Baby Saved Amid Terrorist Attacks
H O U S T O N, Sept. 19 -- When federal aviation officials ordered all commercial flights nationwide grounded after terrorists struck New York and Washington Sept. 11, one family in Texas feared their infant daughter would die as a result.
Six-month-old Kareena lay dying in a Houston hospital, awaiting the commercial flight that was supposed to bring her a new liver that would save her life. She had been born without a functioning liver and was critically ill. (The family asked that their last name not be revealed.)

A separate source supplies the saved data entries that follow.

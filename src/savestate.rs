//! Savestate bridge: serializes the synchronization state into a flat byte blob and
//! rebuilds it, including threads frozen in the middle of a blocking syscall.
//!
//! # Format
//!
//! All integers are little-endian. The object blob is a version byte, a record count,
//! then one tagged record per kernel object. Wait queues are deliberately *not*
//! persisted: a captured waiter records its own position (which queue, released
//! recursion depth) in its resume word, and re-attaches by re-entering the suspended
//! syscall after restore. The CPU engine replays threads in a deterministic order, so
//! queue order is reproduced rather than stored.
//!
//! # Two-phase object load
//!
//! Records appear in no guaranteed order, so loading runs in two phases: first every
//! mutex is materialized, then every condition variable is bound to its mutex by id.
//! Binding re-derives each mutex's bound-condvar count from zero; the count observed at
//! save time is stored in the mutex record and any mismatch fails the load with
//! [`Error::Corrupt`] rather than resuming from inconsistent state.
//!
//! # Key Components
//!
//! - [`StateWriter`] / [`StateReader`] - bounds-checked little-endian codec
//! - [`save_objects`] / [`load_objects`] - registry contents
//! - [`save_thread`] / [`load_thread`] - per-thread capture, including mid-syscall state

use std::sync::Arc;

use log::debug;

use crate::registry::{KernelObject, ObjectRegistry};
use crate::sync::{KernelCond, KernelMutex, Protocol};
use crate::thread::{GuestThread, ThreadId};
use crate::Result;

/// Format version of both the object and the thread blob.
const VERSION: u8 = 1;

/// Record tag for a mutex.
const TAG_MUTEX: u8 = 1;
/// Record tag for a condition variable.
const TAG_COND: u8 = 2;

/// Growable little-endian byte sink.
#[derive(Debug, Default)]
pub struct StateWriter {
    buf: Vec<u8>,
}

impl StateWriter {
    /// Creates an empty writer.
    #[must_use]
    pub fn new() -> Self {
        Self::default()
    }

    /// Appends a single byte.
    pub fn write_u8(&mut self, value: u8) {
        self.buf.push(value);
    }

    /// Appends a little-endian u32.
    pub fn write_u32(&mut self, value: u32) {
        self.buf.extend_from_slice(&value.to_le_bytes());
    }

    /// Appends a little-endian u64.
    pub fn write_u64(&mut self, value: u64) {
        self.buf.extend_from_slice(&value.to_le_bytes());
    }

    /// Consumes the writer, returning the accumulated bytes.
    #[must_use]
    pub fn into_bytes(self) -> Vec<u8> {
        self.buf
    }
}

/// Bounds-checked little-endian reader over a byte slice.
///
/// Every read validates the remaining length first; truncated input surfaces as
/// [`Error::Corrupt`](crate::Error::Corrupt) with the offending offset.
#[derive(Debug)]
pub struct StateReader<'a> {
    data: &'a [u8],
    pos: usize,
}

impl<'a> StateReader<'a> {
    /// Wraps a byte slice for reading.
    #[must_use]
    pub fn new(data: &'a [u8]) -> Self {
        Self { data, pos: 0 }
    }

    /// Returns the number of unread bytes.
    #[must_use]
    pub fn remaining(&self) -> usize {
        self.data.len() - self.pos
    }

    /// Checks whether the reader is exhausted.
    #[must_use]
    pub fn is_empty(&self) -> bool {
        self.remaining() == 0
    }

    fn take(&mut self, len: usize) -> Result<&'a [u8]> {
        if self.remaining() < len {
            return Err(corrupt_error!(
                "truncated savestate: need {} bytes at offset {}, have {}",
                len,
                self.pos,
                self.remaining()
            ));
        }
        let slice = &self.data[self.pos..self.pos + len];
        self.pos += len;
        Ok(slice)
    }

    /// Reads a single byte.
    ///
    /// # Errors
    ///
    /// [`Error::Corrupt`](crate::Error::Corrupt) on truncation.
    pub fn read_u8(&mut self) -> Result<u8> {
        Ok(self.take(1)?[0])
    }

    /// Reads a little-endian u32.
    ///
    /// # Errors
    ///
    /// [`Error::Corrupt`](crate::Error::Corrupt) on truncation.
    pub fn read_u32(&mut self) -> Result<u32> {
        let bytes = self.take(4)?;
        Ok(u32::from_le_bytes(bytes.try_into().expect("slice length checked")))
    }

    /// Reads a little-endian u64.
    ///
    /// # Errors
    ///
    /// [`Error::Corrupt`](crate::Error::Corrupt) on truncation.
    pub fn read_u64(&mut self) -> Result<u64> {
        let bytes = self.take(8)?;
        Ok(u64::from_le_bytes(bytes.try_into().expect("slice length checked")))
    }
}

/// Serializes every registered kernel object.
///
/// Must run while all guest threads are stopped; the snapshot reads object state
/// without the big locks.
#[must_use]
pub fn save_objects(registry: &ObjectRegistry) -> Vec<u8> {
    let mut w = StateWriter::new();
    w.write_u8(VERSION);
    w.write_u32(registry.len() as u32);

    registry.select(|id, obj| match obj {
        KernelObject::Mutex(m) => {
            w.write_u8(TAG_MUTEX);
            w.write_u32(id);
            w.write_u64(m.key());
            w.write_u64(m.name());
            w.write_u8(m.protocol().as_raw());
            w.write_u8(u8::from(m.recursive()));
            w.write_u64(m.owner_id().map_or(0, |t| (u64::from(t.raw()) << 1) | 1));
            w.write_u32(m.lock_count());
            w.write_u32(m.cond_count());
        }
        KernelObject::Cond(c) => {
            w.write_u8(TAG_COND);
            w.write_u32(id);
            w.write_u64(c.key());
            w.write_u64(c.name());
            w.write_u32(c.mutex_id());
        }
    });

    debug!("saved {} kernel objects", registry.len());
    w.into_bytes()
}
//! Usage event model
//!
//! A usage event is one rating request: a call leg, a data session chunk, an
//! SMS, a credit or a service charge. Events are immutable for the engine;
//! everything the engine derives ends up in a `PricingResult`.

use crate::error::AppError;
use crate::models::{LedgerEntry, PeriodKey, PricingResult};
use crate::AppResult;
use chrono::{DateTime, Datelike, Utc};
use rust_decimal::Decimal;
use serde::{Deserialize, Serialize};
use std::collections::BTreeMap;
use std::fmt;
use uuid::Uuid;
use validator::Validate;

/// Largest volume, offset or price magnitude an event may carry
pub const MAX_EVENT_QUANTITY: i64 = 1_000_000_000_000;

/// Kind of usage being rated
#[derive(Debug, Clone, Copy, PartialEq, Eq, Hash, PartialOrd, Ord, Serialize, Deserialize)]
#[serde(rename_all = "lowercase")]
pub enum UsageType {
    Call,
    Sms,
    Data,
    Credit,
    Service,
}

impl UsageType {
    pub fn as_str(&self) -> &'static str {
        match self {
            UsageType::Call => "call",
            UsageType::Sms => "sms",
            UsageType::Data => "data",
            UsageType::Credit => "credit",
            UsageType::Service => "service",
        }
    }

    pub fn from_str(s: &str) -> Option<Self> {
        match s.to_lowercase().as_str() {
            "call" => Some(UsageType::Call),
            "sms" => Some(UsageType::Sms),
            "data" => Some(UsageType::Data),
            "credit" => Some(UsageType::Credit),
            "service" => Some(UsageType::Service),
            _ => None,
        }
    }
}

impl fmt::Display for UsageType {
    fn fmt(&self, f: &mut fmt::Formatter<'_>) -> fmt::Result {
        write!(f, "{}", self.as_str())
    }
}

/// Position of a real-time record within its session
#[derive(Debug, Clone, Copy, PartialEq, Eq, Hash, Serialize, Deserialize)]
#[serde(rename_all = "lowercase")]
pub enum RecordType {
    Start,
    Update,
    Final,
}

/// Usage event submitted for rating
#[derive(Debug, Clone, Serialize, Deserialize, Validate)]
pub struct UsageEvent {
    /// Unique event stamp, the idempotence key of the balance transaction log
    #[validate(length(min = 1, max = 128, message = "Event stamp is required"))]
    pub stamp: String,

    /// Subscriber id
    pub sid: i64,

    /// Account id
    #[validate(range(min = 1, message = "Account id must be positive"))]
    pub aid: i64,

    pub usage_type: UsageType,

    /// Requested volume (seconds, bytes, messages or units)
    pub volume: Decimal,

    /// Rate key
    #[validate(length(min = 1, message = "Rate reference is required"))]
    pub rate_ref: String,

    /// Plan name
    #[validate(length(min = 1, message = "Plan name is required"))]
    pub plan: String,

    #[serde(default)]
    pub session_id: Option<String>,

    #[serde(default)]
    pub realtime: bool,

    #[serde(default)]
    pub record_type: Option<RecordType>,

    #[serde(default)]
    pub request_type: Option<i32>,

    /// Event time
    pub urt: DateTime<Utc>,

    /// Active service names, in the order their groups are consumed
    #[serde(default)]
    pub services: Vec<String>,

    /// Price computed upstream; the engine charges it as is
    #[serde(default)]
    pub preprice: Option<Decimal>,

    /// Volume already consumed earlier in the same session
    #[serde(default)]
    pub call_offset: Decimal,

    /// Actual usage reported by the session, used to rebalance earlier grants
    #[serde(default)]
    pub reported_usage: Option<Decimal>,

    /// Internal rebalance operation (never granted volume)
    #[serde(default)]
    pub rebalance: bool,

    /// Price without committing anything
    #[serde(default)]
    pub pretend: bool,

    /// Force free-line handling regardless of the configured policy
    #[serde(default)]
    pub free_line: bool,
}

impl UsageEvent {
    /// Validate field constraints and volume sign
    pub fn check(&self) -> AppResult<()> {
        self.validate()?;
        if self.volume.is_sign_negative() && self.usage_type != UsageType::Credit {
            return Err(AppError::InvalidInput(format!(
                "Negative volume {} is only allowed for credit events",
                self.volume
            )));
        }
        if self.call_offset.is_sign_negative() {
            return Err(AppError::InvalidInput(format!(
                "Negative call offset {}",
                self.call_offset
            )));
        }

        let limit = Decimal::from(MAX_EVENT_QUANTITY);
        let quantities = [
            ("volume", Some(self.volume)),
            ("call_offset", Some(self.call_offset)),
            ("reported_usage", self.reported_usage),
            ("preprice", self.preprice),
        ];
        for (field, value) in quantities {
            if let Some(value) = value.filter(|v| v.abs() > limit) {
                return Err(AppError::InvalidInput(format!(
                    "{} {} exceeds {}",
                    field, value, limit
                )));
            }
        }

        if !PeriodKey::YEARS.contains(&self.urt.year()) {
            return Err(AppError::InvalidInput(format!(
                "Event time {} is outside the supported years",
                self.urt
            )));
        }
        Ok(())
    }

    pub fn is_prepriced(&self) -> bool {
        self.preprice.is_some()
    }

    pub fn is_final(&self) -> bool {
        self.record_type == Some(RecordType::Final)
    }

    pub fn is_request_type(&self, code: i32) -> bool {
        self.request_type == Some(code)
    }
}

impl Default for UsageEvent {
    fn default() -> Self {
        Self {
            stamp: String::new(),
            sid: 0,
            aid: 0,
            usage_type: UsageType::Call,
            volume: Decimal::ZERO,
            rate_ref: String::new(),
            plan: String::new(),
            session_id: None,
            realtime: false,
            record_type: None,
            request_type: None,
            urt: Utc::now(),
            services: Vec::new(),
            preprice: None,
            call_offset: Decimal::ZERO,
            reported_usage: None,
            rebalance: false,
            pretend: false,
            free_line: false,
        }
    }
}

/// Correction field prefix applied to rebalanced lines
pub const REBALANCE_PREFIX: &str = "rebalance_";

/// A priced line as persisted by the downstream unify stage
///
/// Lines are never rewritten after the fact. Rebalancing appends additive
/// deltas to `corrections` under `rebalance_<field>` keys.
#[derive(Debug, Clone, Serialize, Deserialize, PartialEq)]
pub struct PricedLine {
    pub id: Uuid,
    pub stamp: String,
    pub sid: i64,
    pub aid: i64,
    pub session_id: Option<String>,
    pub usage_type: UsageType,
    pub rate_ref: String,
    pub plan: String,
    pub urt: DateTime<Utc>,
    pub usagev: Decimal,
    pub aprice: Decimal,
    pub balance_ref: Option<Uuid>,
    pub in_group: Option<Decimal>,
    pub out_group: Option<Decimal>,
    /// Group consumption behind `in_group`, in allocation order
    #[serde(default)]
    pub arategroups: Vec<LedgerEntry>,
    #[serde(default)]
    pub corrections: BTreeMap<String, Decimal>,
}

impl PricedLine {
    /// Build the line the unify stage would persist for a priced event
    pub fn from_event(event: &UsageEvent, result: &PricingResult) -> Self {
        let nonzero = |v: Decimal| if v.is_zero() { None } else { Some(v) };
        Self {
            id: Uuid::new_v4(),
            stamp: event.stamp.clone(),
            sid: event.sid,
            aid: event.aid,
            session_id: event.session_id.clone(),
            usage_type: event.usage_type,
            rate_ref: event.rate_ref.clone(),
            plan: event.plan.clone(),
            urt: event.urt,
            usagev: result.usagev,
            aprice: result.aprice,
            balance_ref: result.balance_ref,
            in_group: nonzero(result.in_group),
            out_group: nonzero(result.out_group + result.over_group),
            arategroups: result.arategroups.clone(),
            corrections: BTreeMap::new(),
        }
    }

    pub fn correction(&self, field: &str) -> Decimal {
        self.corrections
            .get(&format!("{}{}", REBALANCE_PREFIX, field))
            .copied()
            .unwrap_or(Decimal::ZERO)
    }

    /// Usage volume including rebalance corrections
    pub fn effective_usagev(&self) -> Decimal {
        self.usagev + self.correction("usagev")
    }

    /// Add deltas to the correction map
    pub fn apply_corrections(&mut self, deltas: &BTreeMap<String, Decimal>) {
        for (field, delta) in deltas {
            *self.corrections.entry(field.clone()).or_insert(Decimal::ZERO) += *delta;
        }
    }
}
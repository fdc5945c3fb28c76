//! Group allocation
//!
//! Splits a requested amount across an ordered list of quota providers (plan
//! groups first, then the groups of each active service) and reports what is
//! left to be billed out of group.
//!
//! Every entry records both the amount consumed in the provider's own unit
//! and the part of the request it covers in the request's unit, so the
//! covered amounts plus the remainder always add up to the request exactly,
//! even across volume/cost conversions.

use crate::rating::RateResolver;
use rust_decimal::Decimal;
use tariffa_core::models::{BalanceType, LedgerEntry, Tariff};
use uuid::Uuid;

/// Amount to allocate
#[derive(Debug, Clone, Copy, PartialEq, Eq)]
pub struct Requirement {
    pub balance_type: BalanceType,
    pub amount: Decimal,
}

impl Requirement {
    pub fn volume(amount: Decimal) -> Self {
        Self {
            balance_type: BalanceType::Usagev,
            amount,
        }
    }

    pub fn cost(amount: Decimal) -> Self {
        Self {
            balance_type: BalanceType::Cost,
            amount,
        }
    }
}

/// One quota pool, with its remaining quota already read from its balance
#[derive(Debug, Clone, PartialEq)]
pub struct QuotaProvider {
    pub name: String,
    pub balance_type: BalanceType,
    pub remaining: Decimal,
    pub ceiling: Option<Decimal>,
    pub balance_id: Uuid,
}

/// Result of an allocation
#[derive(Debug, Clone, PartialEq)]
pub struct Allocation {
    pub entries: Vec<LedgerEntry>,
    /// Uncovered part of the request, in the request's unit
    pub remainder: Decimal,
}

impl Allocation {
    pub fn covered(&self) -> Decimal {
        self.entries.iter().map(|e| e.covered).sum()
    }

    pub fn is_in_group(&self) -> bool {
        self.remainder.is_zero() && !self.entries.is_empty()
    }
}

/// Allocates usage across quota providers
#[derive(Debug, Clone, Copy, Default)]
pub struct GroupAllocator {
    resolver: RateResolver,
}

impl GroupAllocator {
    pub fn new(resolver: RateResolver) -> Self {
        Self { resolver }
    }

    /// Convert `amount` from one unit to another under `tariff`
    fn convert(&self, tariff: &Tariff, amount: Decimal, from: BalanceType, to: BalanceType) -> Decimal {
        match (from, to) {
            (BalanceType::Usagev, BalanceType::Cost) => self.resolver.price(tariff, amount),
            (BalanceType::Cost, BalanceType::Usagev) => self.resolver.volume_for_cost(tariff, amount),
            _ => amount,
        }
    }

    /// Allocate `required` across `providers`, visiting each once in order
    pub fn allocate(
        &self,
        tariff: &Tariff,
        required: Requirement,
        providers: &[QuotaProvider],
    ) -> Allocation {
        let mut outstanding = required.amount.max(Decimal::ZERO);
        let mut entries = Vec::new();

        for provider in providers {
            if outstanding <= Decimal::ZERO {
                break;
            }
            if provider.remaining <= Decimal::ZERO {
                continue;
            }

            let available = self.convert(
                tariff,
                provider.remaining,
                provider.balance_type,
                required.balance_type,
            );
            if available <= Decimal::ZERO {
                continue;
            }

            if outstanding <= available {
                let amount = self
                    .convert(tariff, outstanding, required.balance_type, provider.balance_type)
                    .min(provider.remaining);
                entries.push(LedgerEntry {
                    group: provider.name.clone(),
                    balance_type: provider.balance_type,
                    amount,
                    covered: outstanding,
                    left: provider.remaining - amount,
                    total: provider.ceiling,
                    balance_id: provider.balance_id,
                });
                outstanding = Decimal::ZERO;
            } else {
                entries.push(LedgerEntry {
                    group: provider.name.clone(),
                    balance_type: provider.balance_type,
                    amount: provider.remaining,
                    covered: available,
                    left: Decimal::ZERO,
                    total: provider.ceiling,
                    balance_id: provider.balance_id,
                });
                outstanding -= available;
            }
        }

        Allocation {
            entries,
            remainder: outstanding,
        }
    }
}
//! Balance model
//!
//! A balance is the mutable ledger document of one subscriber (or of the
//! account when `sid == 0`) for one billing period. It accumulates totals per
//! usage type and per entity group, the aggregate cost, and a transaction log
//! keyed by event stamp used for idempotent crash recovery.

use crate::models::{ChargingType, EntityGroup, PeriodKey, PricingResult, UsageType};
use chrono::{DateTime, Utc};
use rust_decimal::Decimal;
use serde::{Deserialize, Serialize};
use std::collections::BTreeMap;
use std::fmt;
use uuid::Uuid;

/// Subscriber id of account-level shared balances
pub const SHARED_SID: i64 = 0;

/// Unit a quota is tracked in
#[derive(Debug, Clone, Copy, PartialEq, Eq, Hash, Serialize, Deserialize)]
#[serde(rename_all = "lowercase")]
pub enum BalanceType {
    Usagev,
    Cost,
}

impl fmt::Display for BalanceType {
    fn fmt(&self, f: &mut fmt::Formatter<'_>) -> fmt::Result {
        match self {
            BalanceType::Usagev => write!(f, "usagev"),
            BalanceType::Cost => write!(f, "cost"),
        }
    }
}

/// Accumulated usage
#[derive(Debug, Clone, Default, PartialEq, Serialize, Deserialize)]
pub struct Totals {
    #[serde(default)]
    pub usagev: Decimal,
    #[serde(default)]
    pub cost: Decimal,
    #[serde(default)]
    pub count: i64,
}

impl Totals {
    pub fn amount(&self, balance_type: BalanceType) -> Decimal {
        match balance_type {
            BalanceType::Usagev => self.usagev,
            BalanceType::Cost => self.cost,
        }
    }
}

/// Prepaid allowance loaded on a balance
#[derive(Debug, Clone, PartialEq, Serialize, Deserialize)]
pub struct Allowance {
    pub balance_type: BalanceType,
    pub amount: Decimal,
    /// Restrict a volume allowance to one usage type
    #[serde(default, skip_serializing_if = "Option::is_none")]
    pub usage_type: Option<UsageType>,
}

/// Identity of a balance document
#[derive(Debug, Clone, Copy, PartialEq, Eq, Hash)]
pub struct BalanceKey {
    pub sid: i64,
    pub aid: i64,
    pub period: PeriodKey,
}

impl BalanceKey {
    pub fn new(sid: i64, aid: i64, period: PeriodKey) -> Self {
        Self { sid, aid, period }
    }

    pub fn shared(aid: i64, period: PeriodKey) -> Self {
        Self::new(SHARED_SID, aid, period)
    }
}

impl fmt::Display for BalanceKey {
    fn fmt(&self, f: &mut fmt::Formatter<'_>) -> fmt::Result {
        write!(f, "sid={} aid={} period={}", self.sid, self.aid, self.period)
    }
}

/// The mutable part of a balance, compared on conditioned updates
#[derive(Debug, Clone, Default, PartialEq, Serialize, Deserialize)]
pub struct BalanceSnapshot {
    pub totals: BTreeMap<UsageType, Totals>,
    pub groups: BTreeMap<String, Totals>,
    pub cost: Decimal,
}

impl BalanceSnapshot {
    /// Snapshot after applying `update`
    pub fn applied(&self, update: &BalanceUpdate) -> BalanceSnapshot {
        let mut next = self.clone();
        if let Some(usage_type) = update.usage_type {
            let totals = next.totals.entry(usage_type).or_default();
            totals.usagev += update.usagev;
            totals.cost += update.cost;
            totals.count += update.count;
            next.cost += update.cost;
        }
        for charge in &update.groups {
            let totals = next.groups.entry(charge.group.clone()).or_default();
            match charge.balance_type {
                BalanceType::Usagev => totals.usagev += charge.amount,
                BalanceType::Cost => totals.cost += charge.amount,
            }
            totals.count += update.count;
        }
        next
    }
}

/// Consumption of one group on a balance
#[derive(Debug, Clone, PartialEq, Serialize, Deserialize)]
pub struct GroupCharge {
    pub group: String,
    pub balance_type: BalanceType,
    pub amount: Decimal,
}

/// Delta written to a balance by one conditioned update
#[derive(Debug, Clone, Default, PartialEq)]
pub struct BalanceUpdate {
    /// Usage totals to bump; `None` for group-only updates on shared balances
    pub usage_type: Option<UsageType>,
    pub usagev: Decimal,
    pub cost: Decimal,
    pub count: i64,
    pub groups: Vec<GroupCharge>,
    /// Transaction log entry appended in the same write
    pub tx: Option<(String, PricingResult)>,
}

/// Balance document
#[derive(Debug, Clone, PartialEq, Serialize, Deserialize)]
pub struct Balance {
    pub id: Uuid,
    pub sid: i64,
    pub aid: i64,
    pub period: PeriodKey,
    #[serde(default)]
    pub charging: ChargingType,
    #[serde(default)]
    pub totals: BTreeMap<UsageType, Totals>,
    #[serde(default)]
    pub groups: BTreeMap<String, Totals>,
    #[serde(default)]
    pub cost: Decimal,
    #[serde(default)]
    pub allowance: Option<Allowance>,
    #[serde(default)]
    pub tx: BTreeMap<String, PricingResult>,
    pub updated_at: DateTime<Utc>,
}

impl Balance {
    pub fn new(key: BalanceKey, charging: ChargingType) -> Self {
        Self {
            id: Uuid::new_v4(),
            sid: key.sid,
            aid: key.aid,
            period: key.period,
            charging,
            totals: BTreeMap::new(),
            groups: BTreeMap::new(),
            cost: Decimal::ZERO,
            allowance: None,
            tx: BTreeMap::new(),
            updated_at: Utc::now(),
        }
    }

    pub fn with_allowance(mut self, balance_type: BalanceType, amount: Decimal) -> Self {
        self.allowance = Some(Allowance {
            balance_type,
            amount,
            usage_type: None,
        });
        self
    }

    pub fn key(&self) -> BalanceKey {
        BalanceKey::new(self.sid, self.aid, self.period)
    }

    pub fn is_shared(&self) -> bool {
        self.sid == SHARED_SID
    }

    pub fn snapshot(&self) -> BalanceSnapshot {
        BalanceSnapshot {
            totals: self.totals.clone(),
            groups: self.groups.clone(),
            cost: self.cost,
        }
    }

    /// Previously applied result for an event stamp
    pub fn tx_entry(&self, stamp: &str) -> Option<&PricingResult> {
        self.tx.get(stamp)
    }

    pub fn usage_totals(&self, usage_type: UsageType) -> Totals {
        self.totals.get(&usage_type).cloned().unwrap_or_default()
    }

    /// Remaining quota of `group` for `usage_type` on this balance
    pub fn group_remaining(&self, group: &EntityGroup, usage_type: UsageType) -> Decimal {
        let ceiling = group.ceiling_for(usage_type).unwrap_or(Decimal::ZERO);
        let used = self
            .groups
            .get(&group.name)
            .map(|t| t.amount(group.balance_type()))
            .unwrap_or(Decimal::ZERO);
        (ceiling - used).max(Decimal::ZERO)
    }

    /// Whether the allowance is tracked in volume for `usage_type`
    pub fn tracks_volume(&self, usage_type: UsageType) -> bool {
        matches!(
            &self.allowance,
            Some(a) if a.balance_type == BalanceType::Usagev
                && a.usage_type.map_or(true, |u| u == usage_type)
        )
    }

    /// Remaining prepaid allowance; `None` when the balance is unlimited for `usage_type`
    pub fn remaining_allowance(&self, usage_type: UsageType) -> Option<(BalanceType, Decimal)> {
        let allowance = self.allowance.as_ref()?;
        if allowance.usage_type.map_or(false, |u| u != usage_type) {
            return None;
        }
        let used = match allowance.balance_type {
            BalanceType::Usagev => self.usage_totals(usage_type).usagev,
            BalanceType::Cost => self.cost,
        };
        Some((allowance.balance_type, allowance.amount - used))
    }

    /// Apply an update in place, the way a store persists it
    pub fn apply(&mut self, update: &BalanceUpdate) {
        let next = self.snapshot().applied(update);
        self.totals = next.totals;
        self.groups = next.groups;
        self.cost = next.cost;
        if let Some((stamp, result)) = &update.tx {
            self.tx.insert(stamp.clone(), result.clone());
        }
        self.updated_at = Utc::now();
    }
}

#[cfg(test)]
mod tests {
    use super::*;
    use crate::models::GroupCeiling;
    use rust_decimal_macros::dec;

    fn balance() -> Balance {
        let period = PeriodKey::new(2024, 3).unwrap();
        Balance::new(BalanceKey::new(7, 1, period), ChargingType::Prepaid)
    }

    fn group() -> EntityGroup {
        let mut limits = BTreeMap::new();
        limits.insert(UsageType::Call, dec!(600));
        EntityGroup {
            name: "MINUTES".to_string(),
            rates: vec!["LOCAL".to_string()],
            ceiling: GroupCeiling::Volume(limits),
            account_shared: false,
        }
    }

    #[test]
    fn test_apply_update() {
        let mut b = balance();
        b.apply(&BalanceUpdate {
            usage_type: Some(UsageType::Call),
            usagev: dec!(120),
            cost: dec!(2.5),
            count: 1,
            groups: vec![GroupCharge {
                group: "MINUTES".to_string(),
                balance_type: BalanceType::Usagev,
                amount: dec!(100),
            }],
            tx: Some(("ev-1".to_string(), PricingResult::default())),
        });

        assert_eq!(b.usage_totals(UsageType::Call).usagev, dec!(120));
        assert_eq!(b.usage_totals(UsageType::Call).count, 1);
        assert_eq!(b.cost, dec!(2.5));
        assert_eq!(b.group_remaining(&group(), UsageType::Call), dec!(500));
        assert!(b.tx_entry("ev-1").is_some());
    }

    #[test]
    fn test_remaining_allowance() {
        let mut b = balance().with_allowance(BalanceType::Usagev, dec!(300));
        assert_eq!(
            b.remaining_allowance(UsageType::Call),
            Some((BalanceType::Usagev, dec!(300)))
        );

        b.apply(&BalanceUpdate {
            usage_type: Some(UsageType::Call),
            usagev: dec!(100),
            count: 1,
            ..Default::default()
        });
        assert_eq!(
            b.remaining_allowance(UsageType::Call),
            Some((BalanceType::Usagev, dec!(200)))
        );
        assert!(b.tracks_volume(UsageType::Call));

        let wallet = balance().with_allowance(BalanceType::Cost, dec!(10));
        assert!(!wallet.tracks_volume(UsageType::Call));
        assert!(balance().remaining_allowance(UsageType::Call).is_none());
    }

    #[test]
    fn test_snapshot_changes_on_update() {
        let b = balance();
        let before = b.snapshot();
        let after = before.applied(&BalanceUpdate {
            usage_type: Some(UsageType::Sms),
            usagev: dec!(1),
            count: 1,
            ..Default::default()
        });
        assert_ne!(before, after);
    }
}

Hundreds of miles away at Vanderbilt University Medical Center in Tennessee, Dr. Ravi Chari listened to radio reports about the World Trade Center and the Pentagon as he removed a donor's liver in preparation for Kareena's transplant.
Despite the horrific news and the subsequent flight ban, Chari was determined to complete the operation and save the infant, even if no planes were being allowed to fly.
"We can't let them win," he told his staff. If surgeons couldn't somehow get the liver to Kareena, he said, the terrorists "will have killed someone else."
Doctors at Texas Children's Hospital had ranked the child as "status one" — meaning she had 24 to 48 hours to live without a transplant — and they agreed that something special had to be done despite the Federal Aviation Administration's security concerns.
"It was very important for us to get the liver here," Dr. John Goss told ABCNEWS' Good Morning America. "Kareena's size and blood type made it very difficult to get a donor organ."
Cargo Plane and Crew
Alerted of the situation, representatives from Tennessee Donor Services, a Nashville-based agency that arranges organ donations, sprang into action. Officials called the FAA, which approved special military transport of the liver.
Even before Chari had finished removing the organ, a Tennessee Air National Guard C-130 cargo plane packed with nine volunteers was organized for the mission.
With FAA approval, Vanderbilt's LifeFlight medical helicopter rushed the ice-packed liver to the Guard's hangar, and the plane set off on the two-hour trip to Houston.